2002 : l’enfant est au placé au cœur de la coparentalité, le lien avec ses parents et avec ses proches est réaffirmé, il est consulté pour les décisions le concernant. 2013 : ouverture du mariage aux couples de même sexe. La famille est valorisée dans les sociétés traditionnelles car représentant l’unité de base de la société, mais aussi le principal lieu d’éducation et de solidarité. De nombreux sociologues ont mis en avant la multiplicité des formes de familles qui est une des caractéristiques essentielles de la société. Pour le chercheur Serge Guérin, avec le vieillissement de la population, une autre figure émerge avec l’aidant familial.

La famille est également un cadre d’évolution et de développement des qualités des parents. La vie familiale améliorerait ainsi la capacité à gérer des équipes dans la vie professionnelle :  Le vécu familial donne aux managers des sentiments positifs qu’ils transfèrent sur leur lieu de travail et qui facilitent la performance. Sont également citées les qualités de négociation, compromis, de résolution des conflits et de mener de front plusieurs tâches. La question de la bonne parentalité, ou de la parentalité suffisante, est au cœur des représentations contemporaines de la famille. Cette notion évolue dans le temps et diffère en fonction des sociétés. Les milieux bourgeois ont souvent valorisé la famille en tant que préservatrice de la notion de propriété privée. Les politiques familiales peuvent poursuivre des objectifs de natalité, de solidarité en s’efforçant de réduire le surcoût entraîné par la présence d’enfants.

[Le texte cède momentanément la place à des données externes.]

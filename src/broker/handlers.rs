use axum::{
    extract::State,
    http::StatusCode,
    response::{IntoResponse, Response},
};

use crate::broker::types::{Accepted, BrokerError, BrokerRequestPayload};
use crate::http::error::EncodeError;
use crate::http::request::StrictJson;
use crate::http::response::JsonResponse;
use crate::http::server::AppState;

pub async fn ping() -> JsonResponse {
    JsonResponse::ok("pong")
}

pub async fn handle_submission(
    State(state): State<AppState>,
    StrictJson(payload): StrictJson<BrokerRequestPayload>,
) -> Response {
    match dispatch(payload) {
        Ok(envelope) => respond(state.tools.write_json(StatusCode::ACCEPTED, &envelope, None)),
        Err(e) => {
            tracing::warn!(error = %e, "Rejected broker request");
            respond(state.tools.error_json(&e, None))
        }
    }
}

fn dispatch(payload: BrokerRequestPayload) -> Result<JsonResponse<Accepted>, BrokerError> {
    match payload.action.as_str() {
        "auth" => {
            if payload.auth.email.trim().is_empty() {
                return Err(BrokerError::MissingEmail);
            }
            tracing::debug!(email = %payload.auth.email, "Accepted auth request");
            Ok(JsonResponse::ok_with_data(
                "auth request accepted",
                Accepted {
                    action: payload.action,
                    email: payload.auth.email,
                },
            ))
        }
        _ => Err(BrokerError::UnknownAction(payload.action)),
    }
}

fn respond(result: Result<Response, EncodeError>) -> Response {
    result.unwrap_or_else(|e| {
        tracing::error!(error = %e, "Failed to encode response");
        (StatusCode::INTERNAL_SERVER_ERROR, "Failed to encode response").into_response()
    })
}
/*!
`MUTE`: silence at full register fidelity.

Queues zero-valued samples at exactly the pacing of the mixer core, so
downstream consumers see the same cadence and $4015/frame-IRQ behavior is
unchanged.
*/

use std::collections::VecDeque;

use serde_json::Value;

use crate::cores::{AudioCore, AudioTransfer};
use crate::errors::Result;

use super::state::{ApuState, SAMPLE_RATE};

pub fn new_mute() -> Box<dyn AudioCore> {
    Box::new(MuteCore {
        s: ApuState::new(),
        queue: VecDeque::new(),
    })
}

struct MuteCore {
    s: ApuState,
    queue: VecDeque<f32>,
}

impl AudioCore for MuteCore {
    fn id(&self) -> &'static str {
        "MUTE"
    }

    fn display_name(&self) -> &'static str {
        "Muted output"
    }

    fn description(&self) -> &'static str {
        "Register-complete core emitting silence"
    }

    fn step(&mut self, cpu_cycles: u32) {
        let due = self.s.advance(cpu_cycles);
        for _ in 0..due {
            self.queue.push_back(0.0);
        }
    }

    fn write_register(&mut self, addr: u16, value: u8) {
        self.s.write_register(addr, value);
    }

    fn read_register(&mut self, addr: u16) -> u8 {
        self.s.read_register(addr)
    }

    fn pull_samples(&mut self, max: usize) -> Vec<f32> {
        let n = self.queue.len().min(max);
        self.queue.drain(..n).collect()
    }

    fn queued_samples(&self) -> usize {
        self.queue.len()
    }

    fn sample_rate(&self) -> u32 {
        SAMPLE_RATE
    }

    fn clear_audio_buffers(&mut self) {
        self.queue.clear();
    }

    fn irq_asserted(&self) -> bool {
        self.s.irq_asserted()
    }

    fn reset(&mut self) {
        self.s.reset();
        self.queue.clear();
    }

    fn export_transfer(&self) -> AudioTransfer {
        self.s.export_transfer()
    }

    fn import_transfer(&mut self, t: &AudioTransfer) -> Result<()> {
        self.s.import_transfer(t);
        Ok(())
    }

    fn export_state(&self) -> Value {
        self.s.export_state()
    }

    fn import_state(&mut self, state: &Value) -> Result<()> {
        self.queue.clear();
        self.s.import_state(state)
    }
}

#[cfg(test)]
mod tests {
    use super::*;
    use super::super::new_pulse;

    #[test]
    fn output_is_always_silent() {
        let mut core = new_mute();
        core.write_register(0x4015, 0x03);
        core.write_register(0x4000, 0x3F);
        core.write_register(0x4003, 0x09);
        core.step(29_829 * 2);
        let samples = core.pull_samples(usize::MAX);
        assert!(!samples.is_empty());
        assert!(samples.iter().all(|&s| s == 0.0));
    }

    #[test]
    fn pacing_matches_the_mixer_core() {
        let mut mute = new_mute();
        let mut pulse = new_pulse();
        for _ in 0..10 {
            mute.step(29_829);
            pulse.step(29_829);
        }
        assert_eq!(mute.queued_samples(), pulse.queued_samples());
    }

    #[test]
    fn status_semantics_are_preserved() {
        let mut core = new_mute();
        core.write_register(0x4015, 0x01);
        core.write_register(0x4003, 0x08);
        assert_eq!(core.read_register(0x4015) & 0x01, 0x01);
    }
}
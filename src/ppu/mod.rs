/*!
Pixel-unit cores.

- `SCAN` runs the 341x262 dot grid and composes the background layer from
  nametable and pattern data, which is enough for timing-sensitive ROMs
  that wait on vblank and scanline counters.
- `FLAT` keeps full register and timing behavior but renders a fixed test
  card instead of fetching tiles. Cheap, and handy when diagnosing whether
  a glitch lives in rendering or in the machine underneath.

Register, memory and timing behavior is shared through [`state::PixelState`]
so the two cores stay observationally interchangeable everywhere except the
composed frame.
*/

use crate::cores::PixelCore;
use crate::registry::Factory;

mod flat;
mod palette;
mod scan;
mod state;

pub use flat::new_flat;
pub use palette::SYSTEM_PALETTE;
pub use scan::new_scanline;

pub const PIXEL_CORES: &[(&str, Factory<dyn PixelCore>)] =
    &[("SCAN", new_scanline), ("FLAT", new_flat)];

pub const PIXEL_PREFERENCE: &[&str] = &["SCAN", "FLAT"];
/*!
Sprite-memory DMA ($4014).

Writing a page number copies 256 bytes from `page << 8` into sprite memory
in one shot. Source pages that land in work RAM take a block-copy fast
path; anything else falls back to 256 routed reads so device side effects
still happen. Both paths assemble the same 256-byte buffer and hand it to
the pixel core in a single call, so results are byte-identical regardless
of path.

The transfer costs 513 stall cycles, charged to the schedule at the next
flush rather than immediately.
*/

use super::{Bus, PageKind};

const DMA_STALL_CYCLES: u32 = 513;

impl Bus {
    pub fn oam_dma(&mut self, page: u8) {
        let mut buf = [0u8; 256];
        match self.pages[page as usize] {
            PageKind::Ram { offset } => {
                // RAM offsets top out at 0x700, so offset + 256 stays in bounds.
                buf.copy_from_slice(&self.ram[offset..offset + 256]);
            }
            PageKind::Dispatch => {
                let base = (page as u16) << 8;
                for (i, slot) in buf.iter_mut().enumerate() {
                    *slot = self.read(base + i as u16);
                }
            }
        }
        self.pixel_registry.active_mut().write_oam_dma(&buf);
        self.pending_stall += DMA_STALL_CYCLES;
        self.instrumentation.dma_writes += 256;
    }
}

#[cfg(test)]
mod tests {
    use crate::cartridge::Cartridge;
    use crate::test_utils::program_rom;

    use super::super::Bus;

    fn bus() -> Bus {
        Bus::new(Cartridge::new(&program_rom(&[0xEA])).unwrap())
    }

    fn fill_ram_page(b: &mut Bus, base: u16) {
        for i in 0..256u16 {
            b.write(base + i, (i as u8).wrapping_mul(3).wrapping_add(7));
        }
    }

    #[test]
    fn ram_page_transfer_populates_sprite_memory() {
        let mut b = bus();
        fill_ram_page(&mut b, 0x0200);
        b.write(0x4014, 0x02);

        let t = b.pixel().export_transfer();
        assert_eq!(t.oam.len(), 256);
        assert_eq!(t.oam[0], 7);
        assert_eq!(t.oam[255], (255u8).wrapping_mul(3).wrapping_add(7));
        assert_eq!(b.consume_pending_stall(), 513);
        assert_eq!(b.instrumentation().dma_writes, 256);
    }

    #[test]
    fn mirrored_ram_page_matches_canonical_page() {
        let mut b = bus();
        fill_ram_page(&mut b, 0x0300);

        b.write(0x4014, 0x03);
        let canonical = b.pixel().export_transfer().oam;

        // Page 0x0B mirrors page 0x03.
        let mut b2 = bus();
        fill_ram_page(&mut b2, 0x0300);
        b2.write(0x4014, 0x0B);
        assert_eq!(b2.pixel().export_transfer().oam, canonical);
    }

    #[test]
    fn routed_source_matches_ram_fast_path() {
        // ROM page 0x80 goes through the dispatch fallback; copying the same
        // bytes into RAM and using the fast path must give identical sprite
        // memory.
        let mut b = bus();
        let mut rom_bytes = [0u8; 256];
        for (i, slot) in rom_bytes.iter_mut().enumerate() {
            *slot = b.peek(0x8000 + i as u16);
        }
        b.write(0x4014, 0x80);
        let via_dispatch = b.pixel().export_transfer().oam;

        let mut b2 = bus();
        for (i, &v) in rom_bytes.iter().enumerate() {
            b2.write(0x0400 + i as u16, v);
        }
        b2.write(0x4014, 0x04);
        assert_eq!(b2.pixel().export_transfer().oam, via_dispatch);
    }

    #[test]
    fn transfer_honors_sprite_address_register() {
        let mut b = bus();
        fill_ram_page(&mut b, 0x0200);
        b.write(0x2003, 0x10); // start mid-page; writes wrap as 8-bit
        b.write(0x4014, 0x02);

        let oam = b.pixel().export_transfer().oam;
        assert_eq!(oam[0x10], 7);
        assert_eq!(oam[0x0F], (255u8).wrapping_mul(3).wrapping_add(7));
    }
}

Les rites funéraires associent une dernière fois la famille et les proches autour du corps physique du défunt. Les pierres tombales ou le caveau de famille comptent parmi les éléments qui maintiennent les liens familiaux au fil du temps. Cette section est vide, insuffisamment détaillée ou incomplète. République française marque le déclin de l’influence sociétale de l’Église catholique.

Depuis, les milieux catholiques valorisent fortement la famille, considérée comme la cellule de base de la société. Ceci par souci de préservation et de transmission des valeurs fondamentales, notamment morales et religieuses, voire des traditions. L’économie de la famille est une branche de la théorie économique consacrée à l’étude de la famille. Appelés auparavant parâtre et marâtre, termes étant progressivement remplacés au Moyen-Âge par beau-père et belle-mère lorsqu’ils se sont chargés d’une connotation négative. Les valeurs de la famille consignées dans une charte  de Valérie Froger dans Les Échos du 8 janvier 2014. Suppression du chef de famille dans la réforme française du droit de la famille en 1976. 2002-305 du 4 mars 2002, J.